= What to produce =
Copy out all lines of the listing below that hold "PrimaryContact".

= Data excerpts =
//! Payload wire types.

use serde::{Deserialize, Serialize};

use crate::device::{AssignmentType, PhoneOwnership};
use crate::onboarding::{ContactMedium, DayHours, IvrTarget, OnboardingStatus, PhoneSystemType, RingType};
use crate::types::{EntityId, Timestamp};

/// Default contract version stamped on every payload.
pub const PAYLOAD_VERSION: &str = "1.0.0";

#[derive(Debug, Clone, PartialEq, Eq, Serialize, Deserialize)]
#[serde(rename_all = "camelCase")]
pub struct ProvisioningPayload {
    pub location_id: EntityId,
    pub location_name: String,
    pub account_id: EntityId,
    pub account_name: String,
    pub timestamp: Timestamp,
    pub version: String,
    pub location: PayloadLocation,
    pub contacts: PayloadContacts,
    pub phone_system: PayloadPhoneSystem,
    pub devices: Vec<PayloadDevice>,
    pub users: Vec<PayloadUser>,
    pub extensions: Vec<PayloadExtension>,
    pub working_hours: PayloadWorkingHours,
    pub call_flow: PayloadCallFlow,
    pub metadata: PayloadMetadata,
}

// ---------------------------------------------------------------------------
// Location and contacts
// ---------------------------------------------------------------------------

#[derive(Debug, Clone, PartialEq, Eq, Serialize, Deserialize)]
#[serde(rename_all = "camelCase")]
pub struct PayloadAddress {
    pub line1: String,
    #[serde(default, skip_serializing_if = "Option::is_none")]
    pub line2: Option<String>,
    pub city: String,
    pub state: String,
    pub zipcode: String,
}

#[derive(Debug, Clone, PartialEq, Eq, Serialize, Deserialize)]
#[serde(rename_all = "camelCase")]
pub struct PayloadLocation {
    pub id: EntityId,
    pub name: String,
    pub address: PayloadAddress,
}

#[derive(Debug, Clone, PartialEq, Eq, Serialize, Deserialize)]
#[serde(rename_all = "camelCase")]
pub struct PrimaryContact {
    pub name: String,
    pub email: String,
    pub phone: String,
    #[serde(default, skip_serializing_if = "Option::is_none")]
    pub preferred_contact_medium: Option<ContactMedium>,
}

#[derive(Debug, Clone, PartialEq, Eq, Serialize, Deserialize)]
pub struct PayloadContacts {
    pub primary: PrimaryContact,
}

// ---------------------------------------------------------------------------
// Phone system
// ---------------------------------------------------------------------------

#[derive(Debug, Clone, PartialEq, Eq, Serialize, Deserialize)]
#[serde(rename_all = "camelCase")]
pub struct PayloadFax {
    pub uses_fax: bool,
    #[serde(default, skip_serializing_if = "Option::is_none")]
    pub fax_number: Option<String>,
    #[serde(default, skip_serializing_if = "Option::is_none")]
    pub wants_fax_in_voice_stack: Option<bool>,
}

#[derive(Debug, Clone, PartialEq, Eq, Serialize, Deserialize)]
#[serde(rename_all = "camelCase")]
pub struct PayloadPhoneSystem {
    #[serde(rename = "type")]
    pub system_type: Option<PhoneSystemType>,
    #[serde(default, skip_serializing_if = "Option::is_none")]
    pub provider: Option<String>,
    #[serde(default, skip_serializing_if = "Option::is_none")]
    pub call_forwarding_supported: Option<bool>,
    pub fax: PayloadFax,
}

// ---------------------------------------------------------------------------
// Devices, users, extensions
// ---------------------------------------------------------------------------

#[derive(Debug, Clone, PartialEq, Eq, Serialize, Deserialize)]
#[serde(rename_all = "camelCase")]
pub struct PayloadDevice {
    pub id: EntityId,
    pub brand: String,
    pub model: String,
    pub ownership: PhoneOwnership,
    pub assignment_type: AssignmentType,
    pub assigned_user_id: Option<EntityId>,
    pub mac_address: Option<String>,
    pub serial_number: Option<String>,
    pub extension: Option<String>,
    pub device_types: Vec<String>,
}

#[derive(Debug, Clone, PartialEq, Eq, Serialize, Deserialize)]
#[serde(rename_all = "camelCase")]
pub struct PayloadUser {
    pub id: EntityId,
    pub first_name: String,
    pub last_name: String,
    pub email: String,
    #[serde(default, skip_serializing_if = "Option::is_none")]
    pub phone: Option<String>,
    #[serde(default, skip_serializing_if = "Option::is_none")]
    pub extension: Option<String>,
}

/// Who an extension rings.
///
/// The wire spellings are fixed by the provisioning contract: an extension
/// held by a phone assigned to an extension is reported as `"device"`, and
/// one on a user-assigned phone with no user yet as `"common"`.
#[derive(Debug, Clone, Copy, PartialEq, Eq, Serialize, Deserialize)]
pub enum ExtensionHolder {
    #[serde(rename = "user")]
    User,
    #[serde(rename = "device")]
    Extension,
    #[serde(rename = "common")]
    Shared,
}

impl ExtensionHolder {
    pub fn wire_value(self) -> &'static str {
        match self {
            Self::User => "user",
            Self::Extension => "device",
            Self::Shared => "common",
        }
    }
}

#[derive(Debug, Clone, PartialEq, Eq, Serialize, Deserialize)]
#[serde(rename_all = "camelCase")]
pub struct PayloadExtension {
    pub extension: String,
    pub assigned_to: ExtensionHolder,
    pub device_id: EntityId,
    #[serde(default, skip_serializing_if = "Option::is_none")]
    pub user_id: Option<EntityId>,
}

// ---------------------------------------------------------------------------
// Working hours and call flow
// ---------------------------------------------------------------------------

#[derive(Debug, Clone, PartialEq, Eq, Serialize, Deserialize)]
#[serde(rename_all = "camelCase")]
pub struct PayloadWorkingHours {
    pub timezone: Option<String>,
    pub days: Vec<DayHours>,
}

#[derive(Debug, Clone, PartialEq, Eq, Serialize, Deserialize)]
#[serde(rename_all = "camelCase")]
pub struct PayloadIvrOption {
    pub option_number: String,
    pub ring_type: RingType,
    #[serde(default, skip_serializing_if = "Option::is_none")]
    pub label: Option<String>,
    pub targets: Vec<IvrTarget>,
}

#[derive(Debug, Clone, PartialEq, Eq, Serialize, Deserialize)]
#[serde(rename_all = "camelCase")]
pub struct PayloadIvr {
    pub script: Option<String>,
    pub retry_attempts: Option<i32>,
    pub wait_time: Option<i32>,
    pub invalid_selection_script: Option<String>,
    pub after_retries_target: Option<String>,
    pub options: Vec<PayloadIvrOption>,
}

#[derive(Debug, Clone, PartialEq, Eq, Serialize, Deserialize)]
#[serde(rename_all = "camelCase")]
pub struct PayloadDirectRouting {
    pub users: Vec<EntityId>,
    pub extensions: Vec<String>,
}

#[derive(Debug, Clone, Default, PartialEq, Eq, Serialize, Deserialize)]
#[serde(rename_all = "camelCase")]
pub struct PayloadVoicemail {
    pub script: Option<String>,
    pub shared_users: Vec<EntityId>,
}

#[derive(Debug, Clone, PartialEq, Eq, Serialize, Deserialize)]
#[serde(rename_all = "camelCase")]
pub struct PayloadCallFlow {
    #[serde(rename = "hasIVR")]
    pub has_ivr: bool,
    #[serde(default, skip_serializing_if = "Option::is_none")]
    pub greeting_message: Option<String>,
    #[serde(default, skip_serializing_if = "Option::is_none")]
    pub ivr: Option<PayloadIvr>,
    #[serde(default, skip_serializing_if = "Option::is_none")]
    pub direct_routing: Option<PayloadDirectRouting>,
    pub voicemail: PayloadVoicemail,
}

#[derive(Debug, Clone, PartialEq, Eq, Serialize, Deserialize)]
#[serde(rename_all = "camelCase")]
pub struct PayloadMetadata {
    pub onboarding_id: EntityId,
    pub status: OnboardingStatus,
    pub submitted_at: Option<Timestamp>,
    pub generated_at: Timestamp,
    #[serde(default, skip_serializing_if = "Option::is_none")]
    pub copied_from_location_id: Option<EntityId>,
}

= Output for this task =
pub struct PrimaryContact {
    pub primary: PrimaryContact,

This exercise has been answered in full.